## Task to complete
Filter these entries down to lines holding "cell".

Stored items:
******************************

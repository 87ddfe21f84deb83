//! Shared stylesheet injected by the console shell and the sign-in
//! boundary.

pub const CONSOLE_STYLES: &str = r#"
:root {
    --bg-primary: #0f172a;
    --bg-secondary: #1e293b;
    --text-primary: #f8fafc;
    --text-secondary: #94a3b8;
    --text-muted: #64748b;
    --accent-bg: #3b82f6;
    --accent-bg-hover: #2563eb;
    --accent-text: #ffffff;
    --border-color: #334155;
    --danger-bg: #ef4444;
    --success-bg: #10b981;
    --warning-bg: #f59e0b;
    --radius-sm: 4px;
    --radius-md: 8px;
    --shadow-lg: 0 10px 40px rgba(0, 0, 0, 0.5);
}

* {
    box-sizing: border-box;
}

body {
    margin: 0;
    padding: 0;
    font-family: -apple-system, BlinkMacSystemFont, 'Segoe UI', Roboto, sans-serif;
    background: var(--bg-primary);
    color: var(--text-primary);
}

.console-shell {
    display: flex;
    flex-direction: column;
    gap: 0.75rem;
    padding: 1rem;
    min-height: 100dvh;
}

.console-header {
    display: flex;
    align-items: center;
    gap: 0.75rem;
}

.console-header h2 {
    margin: 0;
    font-size: 1.2rem;
    flex: 1;
}

.console-loading {
    color: var(--text-secondary);
    font-size: 0.85rem;
}

button {
    font: inherit;
}

.console-refresh,
.filter-apply,
.filter-clear,
.dialog-close {
    padding: 0.35rem 0.8rem;
    background: var(--bg-secondary);
    color: var(--text-primary);
    border: 1px solid var(--border-color);
    border-radius: var(--radius-md);
    cursor: pointer;
}

.action-primary {
    padding: 0.4rem 1rem;
    background: var(--accent-bg);
    color: var(--accent-text);
    border: none;
    border-radius: var(--radius-md);
    cursor: pointer;
}

.action-primary:hover:not(:disabled) {
    background: var(--accent-bg-hover);
}

button:disabled {
    opacity: 0.5;
    cursor: not-allowed;
}

.filter-bar {
    display: flex;
    flex-wrap: wrap;
    align-items: center;
    gap: 0.5rem;
}

.filter-select,
.filter-value,
.dialog-select {
    padding: 0.35rem 0.5rem;
    background: var(--bg-secondary);
    color: var(--text-primary);
    border: 1px solid var(--border-color);
    border-radius: var(--radius-sm);
    outline: none;
}

.grid-table-wrap {
    overflow-x: auto;
    border: 1px solid var(--border-color);
    border-radius: var(--radius-md);
}

.grid-table {
    width: 100%;
    border-collapse: collapse;
    font-size: 0.82rem;
    white-space: nowrap;
}

.grid-table th {
    position: sticky;
    top: 0;
    background: var(--bg-secondary);
    color: var(--text-secondary);
    text-align: left;
    padding: 0.45rem 0.6rem;
    border-bottom: 1px solid var(--border-color);
}

.grid-group-header {
    color: var(--text-muted);
    font-size: 0.72rem;
    text-transform: uppercase;
    letter-spacing: 0.04em;
}

.grid-table td {
    padding: 0.35rem 0.6rem;
    border-bottom: 1px solid var(--border-color);
}

.grid-row {
    cursor: pointer;
}

.grid-row.odd {
    background: rgba(255, 255, 255, 0.03);
}

.grid-row:hover {
    background: rgba(59, 130, 246, 0.12);
}

.grid-check-col {
    width: 2rem;
    text-align: center;
}

.grid-empty {
    padding: 1rem;
    color: var(--text-secondary);
    text-align: center;
}

.grid-actions {
    display: flex;
    gap: 0.75rem;
}

.cell-empty {
    color: var(--text-muted);
}

.cell-action {
    padding: 0.2rem 0.6rem;
    background: var(--accent-bg);
    color: var(--accent-text);
    border: none;
    border-radius: var(--radius-sm);
    cursor: pointer;
    font-size: 0.78rem;
}

.cell-download {
    background: transparent;
    color: var(--accent-bg);
    border: 1px solid var(--accent-bg);
}

.chip {
    display: inline-block;
    padding: 0.1rem 0.55rem;
    background: var(--bg-secondary);
    border: 1px solid var(--border-color);
    border-radius: 999px;
    font-size: 0.75rem;
}

.card-stream {
    display: flex;
    overflow-x: auto;
    scroll-snap-type: x mandatory;
    scrollbar-width: none;
    margin: 0 -1rem;
}

.card-stream::-webkit-scrollbar {
    display: none;
}

.card-stream-empty {
    width: 100vw;
    padding: 2rem 1rem;
    color: var(--text-secondary);
    text-align: center;
}

.order-card {
    flex: 0 0 100%;
    width: 100vw;
    max-width: 100vw;
    scroll-snap-align: start;
    border: 1px solid var(--border-color);
    padding: 1rem;
}

.order-card.active {
    border-color: var(--accent-bg);
}

.order-card-title {
    background: transparent;
    border: none;
    color: var(--accent-bg);
    font-size: 1.05rem;
    font-weight: 700;
    padding: 0;
    cursor: pointer;
    overflow: hidden;
    text-overflow: ellipsis;
    white-space: nowrap;
    max-width: 100%;
}

.order-card-fields {
    display: flex;
    flex-direction: column;
    gap: 0.35rem;
    margin-top: 0.75rem;
}

.order-card-field {
    display: flex;
    gap: 0.5rem;
    align-items: flex-start;
    font-size: 0.85rem;
}

.order-card-label {
    font-weight: 600;
    min-width: 7rem;
    flex-shrink: 0;
}

.notice {
    position: fixed;
    left: 50%;
    bottom: 1.25rem;
    transform: translateX(-50%);
    padding: 0.6rem 1.1rem;
    border-radius: var(--radius-md);
    box-shadow: var(--shadow-lg);
    color: var(--accent-text);
    z-index: 1100;
}

.notice-success {
    background: var(--success-bg);
}

.notice-warning {
    background: var(--warning-bg);
}

.notice-error {
    background: var(--danger-bg);
}

.dialog-scrim {
    position: fixed;
    inset: 0;
    background: rgba(0, 0, 0, 0.6);
    display: flex;
    align-items: center;
    justify-content: center;
    z-index: 1000;
}

.dialog {
    width: min(26rem, calc(100vw - 2rem));
    background: var(--bg-secondary);
    border: 1px solid var(--border-color);
    border-radius: var(--radius-md);
    box-shadow: var(--shadow-lg);
    padding: 1.25rem;
    display: flex;
    flex-direction: column;
    gap: 0.9rem;
}

.dialog-title {
    margin: 0;
}

.dialog-subtitle {
    margin: 0;
    color: var(--text-secondary);
    font-size: 0.85rem;
}

.dialog-actions {
    display: flex;
    justify-content: flex-end;
    gap: 0.6rem;
}

.detail-scrim {
    position: fixed;
    inset: 0;
    background: rgba(0, 0, 0, 0.6);
    display: flex;
    justify-content: flex-end;
    z-index: 900;
}

.detail-panel {
    width: min(34rem, 100vw);
    height: 100%;
    overflow-y: auto;
    background: var(--bg-secondary);
    border-left: 1px solid var(--border-color);
    padding: 1.25rem;
    display: flex;
    flex-direction: column;
    gap: 0.9rem;
}

.detail-head {
    display: flex;
    align-items: center;
    gap: 0.75rem;
}

.detail-head h3 {
    margin: 0;
    flex: 1;
}

.detail-field {
    display: flex;
    gap: 0.5rem;
    font-size: 0.85rem;
}

.detail-field span:first-child {
    font-weight: 600;
    min-width: 8rem;
}

.detail-item {
    border: 1px solid var(--border-color);
    border-radius: var(--radius-md);
    padding: 0.75rem;
    display: flex;
    gap: 0.75rem;
}

.detail-item img {
    width: 72px;
    height: 72px;
    object-fit: contain;
    border-radius: var(--radius-sm);
    background: #f9f9f9;
}

.detail-item-meta {
    font-size: 0.82rem;
    color: var(--text-secondary);
}

.signin-boundary {
    min-height: 100dvh;
    display: flex;
    align-items: center;
    justify-content: center;
    padding: 1rem;
}

.signin-card {
    width: min(22rem, 100%);
    background: var(--bg-secondary);
    border: 1px solid var(--border-color);
    border-radius: var(--radius-md);
    padding: 1.5rem;
    display: flex;
    flex-direction: column;
    gap: 0.75rem;
    text-align: center;
}

.signin-card h2 {
    margin: 0;
}

.signin-card p {
    margin: 0;
    color: var(--text-secondary);
}
"#;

******************************

## Result below
.cell-empty {
.cell-action {
.cell-download {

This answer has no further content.